■ BRIEF: In the records, find every line with the word "operations" and copy it out.

(Stored data entries)
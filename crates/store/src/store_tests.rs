// SPDX-License-Identifier: BUSL-1.1
// Copyright (c) 2026 Alfred Jean LLC

use tempfile::tempdir;
use vea_core::test_support::{runtime_state, AppRecordBuilder};
use vea_core::{AppId, AppKind, AppState, DesiredState};

use super::*;

fn open(dir: &std::path::Path) -> Store {
    Store::open(StoreConfig::under(dir)).unwrap()
}

#[test]
fn upsert_get_roundtrip() {
    let dir = tempdir().unwrap();
    let store = open(dir.path());
    let record = AppRecordBuilder::new("cam").build();

    store.upsert_application(record.clone()).unwrap();
    assert_eq!(store.get_application(&record.app_id), Some(record));
}

#[test]
fn state_survives_reopen() {
    let dir = tempdir().unwrap();
    let record = AppRecordBuilder::new("cam").desired(DesiredState::Running).build();
    let state = runtime_state(&record, AppState::Running);

    {
        let store = open(dir.path());
        store.upsert_application(record.clone()).unwrap();
        store.upsert_runtime_state(state.clone()).unwrap();
    }

    // No checkpoint happened; everything comes back from journal replay.
    let store = open(dir.path());
    assert_eq!(store.get_application(&record.app_id), Some(record.clone()));
    let restored = store.get_runtime_state(&record.app_id).unwrap();
    assert_eq!(restored.execution_id, state.execution_id);
    assert_eq!(restored.current_state, AppState::Running);
}

#[test]
fn checkpoint_then_reopen_uses_snapshot() {
    let dir = tempdir().unwrap();
    let record = AppRecordBuilder::new("cam").build();

    {
        let store = open(dir.path());
        store.upsert_application(record.clone()).unwrap();
        store.checkpoint().unwrap();
        // Post-checkpoint mutation lands in the fresh journal.
        store.upsert_application(AppRecordBuilder::new("radar").build()).unwrap();
    }

    let store = open(dir.path());
    assert!(store.get_application(&record.app_id).is_some());
    assert!(store.get_application(&AppId::from_canonical("VEA-radar")).is_some());
}

#[test]
fn replaced_snapshots_age_into_numbered_generations() {
    let dir = tempdir().unwrap();
    let config = StoreConfig::under(dir.path());
    let store = Store::open(config.clone()).unwrap();

    store.upsert_application(AppRecordBuilder::new("one").build()).unwrap();
    store.checkpoint().unwrap();
    store.upsert_application(AppRecordBuilder::new("two").build()).unwrap();
    store.checkpoint().unwrap();

    // The first checkpoint survived the second as generation 1.
    let gen1 = {
        let mut name = config.snapshot_path.clone().into_os_string();
        name.push(".1");
        std::path::PathBuf::from(name)
    };
    assert!(config.snapshot_path.exists());
    assert!(gen1.exists());
}

#[test]
fn delete_application_cascades() {
    let dir = tempdir().unwrap();
    let store = open(dir.path());
    let record = AppRecordBuilder::new("cam").build();
    let state = runtime_state(&record, AppState::Running);

    store.upsert_application(record.clone()).unwrap();
    store.upsert_runtime_state(state).unwrap();
    store
        .append_log(&record.app_id, "exec-1", LogStream::Out, "about to go")
        .unwrap();

    store.delete_application(&record.app_id).unwrap();
    assert!(store.get_application(&record.app_id).is_none());
    assert!(store.get_runtime_state(&record.app_id).is_none());
    assert!(store.tail_logs(&record.app_id, 10).is_empty());
}

#[test]
fn list_filters_by_desired_state_and_kind() {
    let dir = tempdir().unwrap();
    let store = open(dir.path());
    store
        .upsert_application(AppRecordBuilder::new("a").desired(DesiredState::Running).build())
        .unwrap();
    store
        .upsert_application(
            AppRecordBuilder::new("b").kind(AppKind::Container).artifact("img:1").build(),
        )
        .unwrap();
    store.upsert_application(AppRecordBuilder::new("c").build()).unwrap();

    assert_eq!(store.list_applications(AppFilter::default()).len(), 3);
    let running =
        store.list_applications(AppFilter { desired: Some(DesiredState::Running), kind: None });
    assert_eq!(running.len(), 1);
    assert_eq!(running[0].app_id, "VEA-a");
    let containers =
        store.list_applications(AppFilter { desired: None, kind: Some(AppKind::Container) });
    assert_eq!(containers.len(), 1);
    assert_eq!(containers[0].app_id, "VEA-b");
}

#[test]
fn list_is_sorted_by_app_id() {
    let dir = tempdir().unwrap();
    let store = open(dir.path());
    for id in ["zeta", "alpha", "mid"] {
        store.upsert_application(AppRecordBuilder::new(id).build()).unwrap();
    }
    let ids: Vec<String> = store
        .list_applications(AppFilter::default())
        .iter()
        .map(|r| r.app_id.as_str().to_string())
        .collect();
    assert_eq!(ids, vec!["VEA-alpha", "VEA-mid", "VEA-zeta"]);
}

#[test]
fn runtime_state_replacement_is_atomic_per_app() {
    let dir = tempdir().unwrap();
    let store = open(dir.path());
    let record = AppRecordBuilder::new("cam").build();
    store.upsert_application(record.clone()).unwrap();

    let first = runtime_state(&record, AppState::Running);
    let second = runtime_state(&record, AppState::Running);
    store.upsert_runtime_state(first.clone()).unwrap();
    store.upsert_runtime_state(second.clone()).unwrap();

    let current = store.get_runtime_state(&record.app_id).unwrap();
    assert_eq!(current.execution_id, second.execution_id);
}

#[test]
fn corrupt_journal_fails_open() {
    let dir = tempdir().unwrap();
    let config = StoreConfig::under(dir.path());
    {
        let store = Store::open(config.clone()).unwrap();
        store.upsert_application(AppRecordBuilder::new("cam").build()).unwrap();
    }
    // Scribble over the journal: a plausible length prefix with junk.
    let mut bytes = std::fs::read(&config.journal_path).unwrap();
    let mid = bytes.len() / 2;
    for b in &mut bytes[mid..] {
        *b = 0xA5;
    }
    std::fs::write(&config.journal_path, &bytes).unwrap();

    assert!(matches!(Store::open(config), Err(StoreError::Corrupt(_))));
}
// SPDX-License-Identifier: BUSL-1.1
// Copyright (c) 2026 Alfred Jean LLC

//! The store facade: transactional table operations over
//! journal + snapshot, plus the console log area.
//!
//! Mutations append to the journal (durable before return) and then
//! apply to the in-memory tables; a crash between the two replays the
//! entry on the next open. Readers take a short read lock and never
//! observe a half-applied mutation.

use std::path::PathBuf;

use parking_lot::{Mutex, RwLock};
use thiserror::Error;
use tracing::{error, info};

use vea_core::{AppId, AppKind, ApplicationRecord, DesiredState, RuntimeStateRecord};

use crate::journal::{Journal, JournalEntry, JournalError};
use crate::logs::{ConsoleLogs, LogRecord, LogStream};
use crate::snapshot::{Snapshot, SnapshotError};
use crate::tables::Tables;

/// Errors from store operations. `Corrupt` is fatal: the caller must
/// not attempt silent recovery.
#[derive(Debug, Error)]
pub enum StoreError {
    #[error("IO error: {0}")]
    Io(#[from] std::io::Error),

    #[error("store corrupt: {0}")]
    Corrupt(String),
}

impl From<JournalError> for StoreError {
    fn from(e: JournalError) -> Self {
        match e {
            JournalError::Io(io) => StoreError::Io(io),
            corrupt @ JournalError::Corrupt { .. } => StoreError::Corrupt(corrupt.to_string()),
        }
    }
}

impl From<SnapshotError> for StoreError {
    fn from(e: SnapshotError) -> Self {
        match e {
            SnapshotError::Io(io) => StoreError::Io(io),
            other => StoreError::Corrupt(other.to_string()),
        }
    }
}

/// Filter for [`Store::list_applications`].
#[derive(Debug, Clone, Copy, Default, PartialEq, Eq)]
pub struct AppFilter {
    pub desired: Option<DesiredState>,
    pub kind: Option<AppKind>,
}

impl AppFilter {
    fn matches(&self, record: &ApplicationRecord) -> bool {
        self.desired.map_or(true, |d| record.desired_state == d)
            && self.kind.map_or(true, |k| record.kind == k)
    }
}

/// Store configuration, derived from the daemon's `data_dir`.
#[derive(Debug, Clone)]
pub struct StoreConfig {
    pub snapshot_path: PathBuf,
    pub journal_path: PathBuf,
    pub log_root: PathBuf,
    pub log_ring_bytes: u64,
    /// Checkpoint after this many journal entries.
    pub checkpoint_every: usize,
}

impl StoreConfig {
    /// Conventional layout under a data directory.
    pub fn under(data_dir: &std::path::Path) -> Self {
        Self {
            snapshot_path: data_dir.join("store.snapshot"),
            journal_path: data_dir.join("store.journal"),
            log_root: data_dir.join("log"),
            log_ring_bytes: 1024 * 1024,
            checkpoint_every: 256,
        }
    }
}

/// The persistent store.
pub struct Store {
    tables: RwLock<Tables>,
    journal: Mutex<Journal>,
    logs: ConsoleLogs,
    config: StoreConfig,
    entries_since_checkpoint: Mutex<usize>,
}

impl Store {
    /// Open the store: load the snapshot, replay the journal past it.
    pub fn open(config: StoreConfig) -> Result<Self, StoreError> {
        let snapshot = Snapshot::load(&config.snapshot_path)?;
        let (base_seq, mut tables) = match snapshot {
            Some(s) => (s.seq, s.tables),
            None => (0, Tables::default()),
        };

        let (journal, entries) = Journal::open(&config.journal_path, base_seq)?;
        let replayed = entries.len();
        for entry in &entries {
            tables.apply(entry);
        }
        if replayed > 0 {
            info!(replayed, base_seq, "replayed journal entries past snapshot");
        }

        Ok(Self {
            tables: RwLock::new(tables),
            journal: Mutex::new(journal),
            logs: ConsoleLogs::new(&config.log_root, config.log_ring_bytes),
            config,
            entries_since_checkpoint: Mutex::new(0),
        })
    }

    /// Append to the journal, then apply. Takes the journal lock for the
    /// whole mutation so concurrent writers serialize; the table write
    /// lock is held only for the in-memory apply.
    fn commit(&self, entry: JournalEntry) -> Result<(), StoreError> {
        {
            let mut journal = self.journal.lock();
            journal.append(&entry)?;
            self.tables.write().apply(&entry);
        }

        let due = {
            let mut count = self.entries_since_checkpoint.lock();
            *count += 1;
            *count >= self.config.checkpoint_every
        };
        if due {
            if let Err(e) = self.checkpoint() {
                // A failed checkpoint is not data loss; the journal holds
                // everything. Surface it loudly and carry on.
                error!(error = %e, "periodic checkpoint failed");
            }
        }
        Ok(())
    }

    // ── Application table ────────────────────────────────────────────────

    pub fn upsert_application(&self, record: ApplicationRecord) -> Result<(), StoreError> {
        self.commit(JournalEntry::UpsertApplication { record: Box::new(record) })
    }

    pub fn delete_application(&self, app_id: &AppId) -> Result<(), StoreError> {
        self.commit(JournalEntry::DeleteApplication { app_id: app_id.clone() })?;
        self.logs.remove_app(app_id.as_str());
        Ok(())
    }

    pub fn get_application(&self, app_id: &AppId) -> Option<ApplicationRecord> {
        self.tables.read().applications.get(app_id.as_str()).cloned()
    }

    pub fn list_applications(&self, filter: AppFilter) -> Vec<ApplicationRecord> {
        let mut apps: Vec<ApplicationRecord> =
            self.tables.read().applications.values().filter(|r| filter.matches(r)).cloned().collect();
        apps.sort_by(|a, b| a.app_id.cmp(&b.app_id));
        apps
    }

    // ── Runtime state table ──────────────────────────────────────────────

    pub fn upsert_runtime_state(&self, state: RuntimeStateRecord) -> Result<(), StoreError> {
        self.commit(JournalEntry::UpsertRuntimeState { state })
    }

    pub fn clear_runtime_state(&self, app_id: &AppId) -> Result<(), StoreError> {
        self.commit(JournalEntry::ClearRuntimeState { app_id: app_id.clone() })
    }

    pub fn get_runtime_state(&self, app_id: &AppId) -> Option<RuntimeStateRecord> {
        self.tables.read().runtime_states.get(app_id.as_str()).cloned()
    }

    // ── Console logs ─────────────────────────────────────────────────────

    /// Append a console line. Failures here never gate lifecycle
    /// progress; the caller logs and continues.
    pub fn append_log(
        &self,
        app_id: &AppId,
        execution_id: &str,
        stream: LogStream,
        line: &str,
    ) -> std::io::Result<LogRecord> {
        self.logs.append(app_id.as_str(), execution_id, stream, line)
    }

    pub fn tail_logs(&self, app_id: &AppId, n: usize) -> Vec<LogRecord> {
        self.logs.tail(app_id.as_str(), n)
    }

    pub fn forget_execution(&self, execution_id: &str) {
        self.logs.forget_execution(execution_id);
    }

    // ── Checkpointing ────────────────────────────────────────────────────

    /// Write a snapshot covering every committed entry and truncate the
    /// journal. Called on shutdown and periodically.
    pub fn checkpoint(&self) -> Result<(), StoreError> {
        let mut journal = self.journal.lock();
        let tables = self.tables.read().clone();
        let seq = journal.seq();
        Snapshot::new(seq, tables).save(&self.config.snapshot_path)?;
        journal.reset(seq)?;
        *self.entries_since_checkpoint.lock() = 0;
        info!(seq, "store checkpoint written");
        Ok(())
    }
}

#[cfg(test)]
#[path = "store_tests.rs"]
mod tests;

■ REPLY TO THE EXERCISE:
//! The store facade: transactional table operations over
/// Errors from store operations. `Corrupt` is fatal: the caller must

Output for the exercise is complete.